Work to be completed:
Word for word, restate the entries that follow.

-=-=-

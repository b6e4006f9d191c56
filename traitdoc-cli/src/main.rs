//! traitdoc: keep trait reference pages in sync with their schemas.
//!
//! # Usage
//!
//! ```text
//! traitdoc generate [--config traitdoc.yaml] [--dry-run] [--doc-dir ...] [--schemas ...]
//! traitdoc diff     [--config traitdoc.yaml]
//! traitdoc check    [--config traitdoc.yaml]
//! traitdoc list     [--config traitdoc.yaml] [--json]
//! traitdoc init     [--path traitdoc.yaml] [--force]
//! ```

mod commands;

use anyhow::Result;
use clap::{ArgAction, Parser, Subcommand};

use commands::{
    check::CheckArgs, diff::DiffArgs, generate::GenerateArgs, init::InitArgs, list::ListArgs,
};

// ---------------------------------------------------------------------------
// CLI entry point
// ---------------------------------------------------------------------------

#[derive(Parser, Debug)]
#[command(
    name = "traitdoc",
    version,
    about = "Generate and maintain trait reference documentation",
    long_about = None,
)]
struct Cli {
    /// Increase log verbosity (-v info, -vv debug). `RUST_LOG` takes precedence.
    #[arg(short, long, action = ArgAction::Count, global = true)]
    verbose: u8,

    #[command(subcommand)]
    command: Commands,
}

#[derive(Subcommand, Debug)]
enum Commands {
    /// Regenerate every trait page and the navigation.
    Generate(GenerateArgs),

    /// Show a unified diff of what generate would change.
    Diff(DiffArgs),

    /// Exit non-zero when generated documentation is out of date.
    Check(CheckArgs),

    /// List the documented traits.
    List(ListArgs),

    /// Write a starter traitdoc.yaml.
    Init(InitArgs),
}

// ---------------------------------------------------------------------------
// Main
// ---------------------------------------------------------------------------

fn main() -> Result<()> {
    let cli = Cli::parse();
    init_tracing(cli.verbose);
    match cli.command {
        Commands::Generate(args) => args.run(),
        Commands::Diff(args) => args.run(),
        Commands::Check(args) => args.run(),
        Commands::List(args) => args.run(),
        Commands::Init(args) => args.run(),
    }
}

fn init_tracing(verbose: u8) {
    use tracing_subscriber::{fmt, EnvFilter};

    let default = match verbose {
        0 => "warn",
        1 => "info",
        _ => "debug",
    };
    let filter = EnvFilter::try_from_default_env().unwrap_or_else(|_| EnvFilter::new(default));
    let _ = fmt()
        .with_env_filter(filter)
        .with_target(false)
        .with_writer(std::io::stderr)
        .try_init();
}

-=-=-

Solution:
repository b6e4006f9d191c56
filename traitdoc-cli/src/main.rs
//! traitdoc: keep trait reference pages in sync with their schemas.
//!
//! # Usage
//!
//! ```text
//! traitdoc generate [--config traitdoc.yaml] [--dry-run] [--doc-dir ...] [--schemas ...]
//! traitdoc diff     [--config traitdoc.yaml]
//! traitdoc check    [--config traitdoc.yaml]
//! traitdoc list     [--config traitdoc.yaml] [--json]
//! traitdoc init     [--path traitdoc.yaml] [--force]
//! ```

mod commands;

use anyhow::Result;
use clap::{ArgAction, Parser, Subcommand};

use commands::{
    check::CheckArgs, diff::DiffArgs, generate::GenerateArgs, init::InitArgs, list::ListArgs,
};

// ---------------------------------------------------------------------------
// CLI entry point
// ---------------------------------------------------------------------------

#[derive(Parser, Debug)]
#[command(
    name = "traitdoc",
    version,
    about = "Generate and maintain trait reference documentation",
    long_about = None,
)]
struct Cli {
    /// Increase log verbosity (-v info, -vv debug). `RUST_LOG` takes precedence.
    #[arg(short, long, action = ArgAction::Count, global = true)]
    verbose: u8,

    #[command(subcommand)]
    command: Commands,
}

#[derive(Subcommand, Debug)]
enum Commands {
    /// Regenerate every trait page and the navigation.
    Generate(GenerateArgs),

    /// Show a unified diff of what generate would change.
    Diff(DiffArgs),

    /// Exit non-zero when generated documentation is out of date.
    Check(CheckArgs),

    /// List the documented traits.
    List(ListArgs),

    /// Write a starter traitdoc.yaml.
    Init(InitArgs),
}

// ---------------------------------------------------------------------------
// Main
// ---------------------------------------------------------------------------

fn main() -> Result<()> {
    let cli = Cli::parse();
    init_tracing(cli.verbose);
    match cli.command {
        Commands::Generate(args) => args.run(),
        Commands::Diff(args) => args.run(),
        Commands::Check(args) => args.run(),
        Commands::List(args) => args.run(),
        Commands::Init(args) => args.run(),
    }
}

fn init_tracing(verbose: u8) {
    use tracing_subscriber::{fmt, EnvFilter};

    let default = match verbose {
        0 => "warn",
        1 => "info",
        _ => "debug",
    };
    let filter = EnvFilter::try_from_default_env().unwrap_or_else(|_| EnvFilter::new(default));
    let _ = fmt()
        .with_env_filter(filter)
        .with_target(false)
        .with_writer(std::io::stderr)
        .try_init();
}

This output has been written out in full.